▸ **Work task**
Output the entire listing below exactly as it stands.

--- START ---

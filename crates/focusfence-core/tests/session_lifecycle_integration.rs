//! Integration tests for the session lifecycle.
//!
//! These tests drive the engine through complete work/break cycles against
//! the in-memory collaborators and check what reaches them.

use chrono::Utc;
use focusfence_core::adapters::memory::MemoryHarness;
use focusfence_core::{Effect, Engine, EngineSettings, Notice, Phase, Position, Preset, SubjectId};

fn engine_with_subject() -> (Engine, MemoryHarness, SubjectId) {
    let harness = MemoryHarness::new();
    let subject = SubjectId::new();
    harness
        .world
        .place(subject, Position::new("overworld", 0.0, 64.0, 0.0));
    let engine = Engine::new(EngineSettings::default(), harness.collaborators());
    (engine, harness, subject)
}

fn run_ticks(engine: &mut Engine, n: u32) {
    for _ in 0..n {
        engine.tick(Utc::now());
    }
}

#[test]
fn test_classic_work_interval_ends_at_gate() {
    let (mut engine, _harness, subject) = engine_with_subject();
    let view = engine.start(subject, Preset::default(), Utc::now()).unwrap();
    assert_eq!(view.time_left, 1500);
    assert_eq!(view.phase, Phase::Work);

    run_ticks(&mut engine, 1499);
    assert_eq!(engine.get_session(subject).unwrap().time_left(), 1);
    assert_eq!(engine.get_session(subject).unwrap().phase(), Phase::Work);

    run_ticks(&mut engine, 1);
    let session = engine.get_session(subject).unwrap();
    assert_eq!(session.phase(), Phase::WorkCompleted);
    assert_eq!(session.time_left(), 0);
}

#[test]
fn test_macro_cycle_resets_on_long_break() {
    let (mut engine, harness, subject) = engine_with_subject();
    let preset = Preset::new("Quick", 1, 1, 1, 2).unwrap();
    engine.start(subject, preset, Utc::now()).unwrap();

    // Cycle 1: work, gate, break
    run_ticks(&mut engine, 60);
    engine.advance_after_completion(subject).unwrap();
    assert_eq!(engine.get_session(subject).unwrap().phase(), Phase::Break);
    run_ticks(&mut engine, 60);

    // Cycle 2: work, gate, long break
    assert_eq!(engine.get_session(subject).unwrap().current_cycle(), 2);
    run_ticks(&mut engine, 60);
    engine.advance_after_completion(subject).unwrap();
    let session = engine.get_session(subject).unwrap();
    assert_eq!(session.phase(), Phase::LongBreak);
    assert_eq!(session.current_cycle(), 1);
    assert_eq!(harness.notifier.count(subject, Notice::AllRoundsComplete), 1);

    run_ticks(&mut engine, 60);
    let session = engine.get_session(subject).unwrap();
    assert_eq!(session.phase(), Phase::Work);
    assert_eq!(session.time_left(), 60);
    assert_eq!(harness.ledger.records(subject), vec![60, 60]);
}

#[test]
fn test_focus_recorded_once_including_gate_time() {
    let (mut engine, harness, subject) = engine_with_subject();
    engine
        .start(subject, Preset::new("Quick", 1, 1, 1, 4).unwrap(), Utc::now())
        .unwrap();
    run_ticks(&mut engine, 60 + 45);
    assert!(harness.ledger.records(subject).is_empty());

    engine.advance_after_completion(subject).unwrap();
    run_ticks(&mut engine, 30);
    assert_eq!(harness.ledger.records(subject), vec![105]);
    assert_eq!(harness.ledger.totals(subject).total_work_sessions, 1);
}

#[test]
fn test_stopping_at_gate_still_records_focus() {
    let (mut engine, harness, subject) = engine_with_subject();
    engine
        .start(subject, Preset::new("Quick", 1, 1, 1, 4).unwrap(), Utc::now())
        .unwrap();
    run_ticks(&mut engine, 62);
    engine.stop(subject).unwrap();

    assert_eq!(harness.ledger.records(subject), vec![62]);
    // Already done working: no incomplete-session warning.
    assert_eq!(harness.notifier.count(subject, Notice::SessionIncomplete), 0);
}

#[test]
fn test_stop_from_every_phase() {
    let phases: [fn(&mut Engine, SubjectId); 4] = [
        |_, _| {},
        |e, s| e.pause(s).unwrap(),
        |e, _| run_ticks(e, 60),
        |e, s| {
            run_ticks(e, 60);
            e.advance_after_completion(s).unwrap();
        },
    ];
    for prepare in phases {
        let (mut engine, harness, subject) = engine_with_subject();
        engine
            .start(subject, Preset::new("Quick", 1, 1, 1, 4).unwrap(), Utc::now())
            .unwrap();
        prepare(&mut engine, subject);

        let stopped = engine.stop(subject).unwrap();
        assert_eq!(stopped.phase(), Phase::Stopped);
        assert!(engine.get_session(subject).is_none());
        assert!(engine.stop(subject).is_none());
        assert!(harness.visuals.was_cleared(subject));
    }
}

#[test]
fn test_restart_replaces_session() {
    let (mut engine, harness, subject) = engine_with_subject();
    engine.start(subject, Preset::default(), Utc::now()).unwrap();
    run_ticks(&mut engine, 100);

    harness
        .world
        .place(subject, Position::new("overworld", 5.0, 64.0, 5.0));
    engine
        .start(subject, Preset::new("Short", 15, 3, 10, 4).unwrap(), Utc::now())
        .unwrap();

    let session = engine.get_session(subject).unwrap();
    assert_eq!(session.time_left(), 900);
    assert_eq!(session.anchor(), &Position::new("overworld", 5.0, 64.0, 5.0));
    assert_eq!(engine.len(), 1);
    assert_eq!(harness.notifier.count(subject, Notice::SessionIncomplete), 1);
}

#[test]
fn test_subjects_tick_independently() {
    let (mut engine, harness, alice) = engine_with_subject();
    let bob = SubjectId::new();
    harness
        .world
        .place(bob, Position::new("overworld", 100.0, 64.0, 100.0));

    engine.start(alice, Preset::default(), Utc::now()).unwrap();
    engine.start(bob, Preset::default(), Utc::now()).unwrap();
    run_ticks(&mut engine, 5);
    engine.pause(bob).unwrap();
    let report = engine.tick(Utc::now());

    assert_eq!(report.ticked, 2);
    assert_eq!(engine.get_session(alice).unwrap().time_left(), 1494);
    assert_eq!(engine.get_session(bob).unwrap().time_left(), 1495);
    assert!(report
        .effects
        .iter()
        .all(|applied| applied.effect == Effect::Refresh));
}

--- END ---

▸ **Solved exercise**
filename crates/focusfence-core/tests/session_lifecycle_integration.rs
//! Integration tests for the session lifecycle.
//!
//! These tests drive the engine through complete work/break cycles against
//! the in-memory collaborators and check what reaches them.

use chrono::Utc;
use focusfence_core::adapters::memory::MemoryHarness;
use focusfence_core::{Effect, Engine, EngineSettings, Notice, Phase, Position, Preset, SubjectId};

fn engine_with_subject() -> (Engine, MemoryHarness, SubjectId) {
    let harness = MemoryHarness::new();
    let subject = SubjectId::new();
    harness
        .world
        .place(subject, Position::new("overworld", 0.0, 64.0, 0.0));
    let engine = Engine::new(EngineSettings::default(), harness.collaborators());
    (engine, harness, subject)
}

fn run_ticks(engine: &mut Engine, n: u32) {
    for _ in 0..n {
        engine.tick(Utc::now());
    }
}

#[test]
fn test_classic_work_interval_ends_at_gate() {
    let (mut engine, _harness, subject) = engine_with_subject();
    let view = engine.start(subject, Preset::default(), Utc::now()).unwrap();
    assert_eq!(view.time_left, 1500);
    assert_eq!(view.phase, Phase::Work);

    run_ticks(&mut engine, 1499);
    assert_eq!(engine.get_session(subject).unwrap().time_left(), 1);
    assert_eq!(engine.get_session(subject).unwrap().phase(), Phase::Work);

    run_ticks(&mut engine, 1);
    let session = engine.get_session(subject).unwrap();
    assert_eq!(session.phase(), Phase::WorkCompleted);
    assert_eq!(session.time_left(), 0);
}

#[test]
fn test_macro_cycle_resets_on_long_break() {
    let (mut engine, harness, subject) = engine_with_subject();
    let preset = Preset::new("Quick", 1, 1, 1, 2).unwrap();
    engine.start(subject, preset, Utc::now()).unwrap();

    // Cycle 1: work, gate, break
    run_ticks(&mut engine, 60);
    engine.advance_after_completion(subject).unwrap();
    assert_eq!(engine.get_session(subject).unwrap().phase(), Phase::Break);
    run_ticks(&mut engine, 60);

    // Cycle 2: work, gate, long break
    assert_eq!(engine.get_session(subject).unwrap().current_cycle(), 2);
    run_ticks(&mut engine, 60);
    engine.advance_after_completion(subject).unwrap();
    let session = engine.get_session(subject).unwrap();
    assert_eq!(session.phase(), Phase::LongBreak);
    assert_eq!(session.current_cycle(), 1);
    assert_eq!(harness.notifier.count(subject, Notice::AllRoundsComplete), 1);

    run_ticks(&mut engine, 60);
    let session = engine.get_session(subject).unwrap();
    assert_eq!(session.phase(), Phase::Work);
    assert_eq!(session.time_left(), 60);
    assert_eq!(harness.ledger.records(subject), vec![60, 60]);
}

#[test]
fn test_focus_recorded_once_including_gate_time() {
    let (mut engine, harness, subject) = engine_with_subject();
    engine
        .start(subject, Preset::new("Quick", 1, 1, 1, 4).unwrap(), Utc::now())
        .unwrap();
    run_ticks(&mut engine, 60 + 45);
    assert!(harness.ledger.records(subject).is_empty());

    engine.advance_after_completion(subject).unwrap();
    run_ticks(&mut engine, 30);
    assert_eq!(harness.ledger.records(subject), vec![105]);
    assert_eq!(harness.ledger.totals(subject).total_work_sessions, 1);
}

#[test]
fn test_stopping_at_gate_still_records_focus() {
    let (mut engine, harness, subject) = engine_with_subject();
    engine
        .start(subject, Preset::new("Quick", 1, 1, 1, 4).unwrap(), Utc::now())
        .unwrap();
    run_ticks(&mut engine, 62);
    engine.stop(subject).unwrap();

    assert_eq!(harness.ledger.records(subject), vec![62]);
    // Already done working: no incomplete-session warning.
    assert_eq!(harness.notifier.count(subject, Notice::SessionIncomplete), 0);
}

#[test]
fn test_stop_from_every_phase() {
    let phases: [fn(&mut Engine, SubjectId); 4] = [
        |_, _| {},
        |e, s| e.pause(s).unwrap(),
        |e, _| run_ticks(e, 60),
        |e, s| {
            run_ticks(e, 60);
            e.advance_after_completion(s).unwrap();
        },
    ];
    for prepare in phases {
        let (mut engine, harness, subject) = engine_with_subject();
        engine
            .start(subject, Preset::new("Quick", 1, 1, 1, 4).unwrap(), Utc::now())
            .unwrap();
        prepare(&mut engine, subject);

        let stopped = engine.stop(subject).unwrap();
        assert_eq!(stopped.phase(), Phase::Stopped);
        assert!(engine.get_session(subject).is_none());
        assert!(engine.stop(subject).is_none());
        assert!(harness.visuals.was_cleared(subject));
    }
}

#[test]
fn test_restart_replaces_session() {
    let (mut engine, harness, subject) = engine_with_subject();
    engine.start(subject, Preset::default(), Utc::now()).unwrap();
    run_ticks(&mut engine, 100);

    harness
        .world
        .place(subject, Position::new("overworld", 5.0, 64.0, 5.0));
    engine
        .start(subject, Preset::new("Short", 15, 3, 10, 4).unwrap(), Utc::now())
        .unwrap();

    let session = engine.get_session(subject).unwrap();
    assert_eq!(session.time_left(), 900);
    assert_eq!(session.anchor(), &Position::new("overworld", 5.0, 64.0, 5.0));
    assert_eq!(engine.len(), 1);
    assert_eq!(harness.notifier.count(subject, Notice::SessionIncomplete), 1);
}

#[test]
fn test_subjects_tick_independently() {
    let (mut engine, harness, alice) = engine_with_subject();
    let bob = SubjectId::new();
    harness
        .world
        .place(bob, Position::new("overworld", 100.0, 64.0, 100.0));

    engine.start(alice, Preset::default(), Utc::now()).unwrap();
    engine.start(bob, Preset::default(), Utc::now()).unwrap();
    run_ticks(&mut engine, 5);
    engine.pause(bob).unwrap();
    let report = engine.tick(Utc::now());

    assert_eq!(report.ticked, 2);
    assert_eq!(engine.get_session(alice).unwrap().time_left(), 1494);
    assert_eq!(engine.get_session(bob).unwrap().time_left(), 1495);
    assert!(report
        .effects
        .iter()
        .all(|applied| applied.effect == Effect::Refresh));
}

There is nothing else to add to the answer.